Exercise objective -
Beginning with the line that has "let far = rubberband_if_out_of_bounds(1_000.0, 1.0, 8.0, 0.15);" in it, transcribe the listing exactly through its final line, and add nothing.

Entries provided -

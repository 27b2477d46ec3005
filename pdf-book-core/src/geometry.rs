//! Small 2D primitives shared by the page map and the viewport engine.

use std::ops::{Add, AddAssign, Mul, Neg, Sub};

use serde::{Deserialize, Serialize};

/// A 2D offset or position in screen pixels.
#[derive(Debug, Clone, Copy, PartialEq, Default, Serialize, Deserialize)]
pub struct Vector {
    pub x: f32,
    pub y: f32,
}

impl Vector {
    pub const ZERO: Vector = Vector { x: 0.0, y: 0.0 };

    pub const fn new(x: f32, y: f32) -> Self {
        Self { x, y }
    }

    pub fn length(self) -> f32 {
        self.x.hypot(self.y)
    }

    pub fn distance(self, other: Vector) -> f32 {
        (self - other).length()
    }

    pub fn midpoint(self, other: Vector) -> Vector {
        Vector::new((self.x + other.x) / 2.0, (self.y + other.y) / 2.0)
    }
}

impl Add for Vector {
    type Output = Vector;

    fn add(self, rhs: Vector) -> Vector {
        Vector::new(self.x + rhs.x, self.y + rhs.y)
    }
}

impl AddAssign for Vector {
    fn add_assign(&mut self, rhs: Vector) {
        self.x += rhs.x;
        self.y += rhs.y;
    }
}

impl Sub for Vector {
    type Output = Vector;

    fn sub(self, rhs: Vector) -> Vector {
        Vector::new(self.x - rhs.x, self.y - rhs.y)
    }
}

impl Mul<f32> for Vector {
    type Output = Vector;

    fn mul(self, rhs: f32) -> Vector {
        Vector::new(self.x * rhs, self.y * rhs)
    }
}

impl Neg for Vector {
    type Output = Vector;

    fn neg(self) -> Vector {
        Vector::new(-self.x, -self.y)
    }
}

/// Width and height, either in renderer units or screen pixels.
#[derive(Debug, Clone, Copy, PartialEq, Default, Serialize, Deserialize)]
pub struct Size {
    pub width: f32,
    pub height: f32,
}

impl Size {
    pub const fn new(width: f32, height: f32) -> Self {
        Self { width, height }
    }

    /// A size with a non-positive (or NaN) side cannot be laid out.
    pub fn is_empty(self) -> bool {
        !(self.width > 0.0 && self.height > 0.0)
    }

    pub fn scale(self, factor: f32) -> Size {
        Size::new(self.width * factor, self.height * factor)
    }

    pub fn center(self) -> Vector {
        Vector::new(self.width / 2.0, self.height / 2.0)
    }
}

/// Axis-aligned rectangle, origin at the top-left corner.
#[derive(Debug, Clone, Copy, PartialEq, Default, Serialize, Deserialize)]
pub struct Rect {
    pub x: f32,
    pub y: f32,
    pub width: f32,
    pub height: f32,
}

impl Rect {
    pub const fn new(x: f32, y: f32, width: f32, height: f32) -> Self {
        Self {
            x,
            y,
            width,
            height,
        }
    }

    /// Rectangle of `size` centered on `center`.
    pub fn centered(center: Vector, size: Size) -> Self {
        Self::new(
            center.x - size.width / 2.0,
            center.y - size.height / 2.0,
            size.width,
            size.height,
        )
    }

    pub fn center(&self) -> Vector {
        Vector::new(self.x + self.width / 2.0, self.y + self.height / 2.0)
    }

    pub fn size(&self) -> Size {
        Size::new(self.width, self.height)
    }
}

/// A pan offset plus a zoom multiplier.
#[derive(Debug, Clone, Copy, PartialEq, Serialize, Deserialize)]
pub struct Transform {
    pub pan: Vector,
    pub zoom: f32,
}

impl Transform {
    pub const IDENTITY: Transform = Transform {
        pan: Vector::ZERO,
        zoom: 1.0,
    };

    pub const fn new(pan: Vector, zoom: f32) -> Self {
        Self { pan, zoom }
    }
}

impl Default for Transform {
    fn default() -> Self {
        Self::IDENTITY
    }
}

/// Resistance curve for a value dragged `distance` past a limit.
///
/// Grows without bound but ever more slowly, approaching
/// `dimension / constant` asymptotically.
pub fn rubberband(distance: f32, dimension: f32, constant: f32) -> f32 {
    if dimension == 0.0 || dimension.is_infinite() {
        return distance.powf(constant * 5.0);
    }
    (distance * dimension * constant) / (dimension + constant * distance)
}

/// Passes `value` through unchanged inside `[min, max]` and rubber-bands the
/// overshoot outside of it.
pub fn rubberband_if_out_of_bounds(value: f32, min: f32, max: f32, constant: f32) -> f32 {
    if constant == 0.0 {
        return value.clamp(min, max);
    }
    let dimension = max - min;
    if value < min {
        min - rubberband(min - value, dimension, constant)
    } else if value > max {
        max + rubberband(value - max, dimension, constant)
    } else {
        value
    }
}

#[cfg(test)]
mod tests {
    use super::*;

    const EPSILON: f32 = 1e-5;

    #[test]
    fn vector_arithmetic() {
        let a = Vector::new(3.0, 4.0);
        let b = Vector::new(1.0, -2.0);
        assert_eq!(a + b, Vector::new(4.0, 2.0));
        assert_eq!(a - b, Vector::new(2.0, 6.0));
        assert_eq!(a * 2.0, Vector::new(6.0, 8.0));
        assert_eq!(-a, Vector::new(-3.0, -4.0));
        assert!((a.length() - 5.0).abs() < EPSILON);
        assert_eq!(a.midpoint(b), Vector::new(2.0, 1.0));
    }

    #[test]
    fn empty_sizes() {
        assert!(Size::new(0.0, 10.0).is_empty());
        assert!(Size::new(10.0, -1.0).is_empty());
        assert!(Size::new(f32::NAN, 1.0).is_empty());
        assert!(!Size::new(1.0, 1.0).is_empty());
    }

    #[test]
    fn centered_rect_round_trips_center() {
        let rect = Rect::centered(Vector::new(50.0, 40.0), Size::new(20.0, 10.0));
        assert_eq!(rect, Rect::new(40.0, 35.0, 20.0, 10.0));
        assert_eq!(rect.center(), Vector::new(50.0, 40.0));
    }

    #[test]
    fn rubberband_is_identity_inside_bounds() {
        assert_eq!(rubberband_if_out_of_bounds(2.0, 1.0, 8.0, 0.15), 2.0);
        assert_eq!(rubberband_if_out_of_bounds(1.0, 1.0, 8.0, 0.15), 1.0);
        assert_eq!(rubberband_if_out_of_bounds(8.0, 1.0, 8.0, 0.15), 8.0);
    }

    #[test]
    fn rubberband_resists_overshoot() {
        let above = rubberband_if_out_of_bounds(12.0, 1.0, 8.0, 0.15);
        assert!(above > 8.0 && above < 12.0);

        let below = rubberband_if_out_of_bounds(0.5, 1.0, 8.0, 0.15);
        assert!(below < 1.0 && below > 0.5);

        // Further overshoot still moves, but never past the asymptote.
        let far = rubberband_if_out_of_bounds(1_000.0, 1.0, 8.0, 0.15);
        assert!(far > above);
        assert!(far < 8.0 + 7.0 / 0.15);
    }

    #[test]
    fn zero_constant_hard_clamps() {
        assert_eq!(rubberband_if_out_of_bounds(12.0, 1.0, 8.0, 0.0), 8.0);
        assert_eq!(rubberband_if_out_of_bounds(0.2, 1.0, 8.0, 0.0), 1.0);
    }
}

Exercise response -
        let far = rubberband_if_out_of_bounds(1_000.0, 1.0, 8.0, 0.15);
        assert!(far > above);
        assert!(far < 8.0 + 7.0 / 0.15);
    }

    #[test]
    fn zero_constant_hard_clamps() {
        assert_eq!(rubberband_if_out_of_bounds(12.0, 1.0, 8.0, 0.0), 8.0);
        assert_eq!(rubberband_if_out_of_bounds(0.2, 1.0, 8.0, 0.0), 1.0);
    }
}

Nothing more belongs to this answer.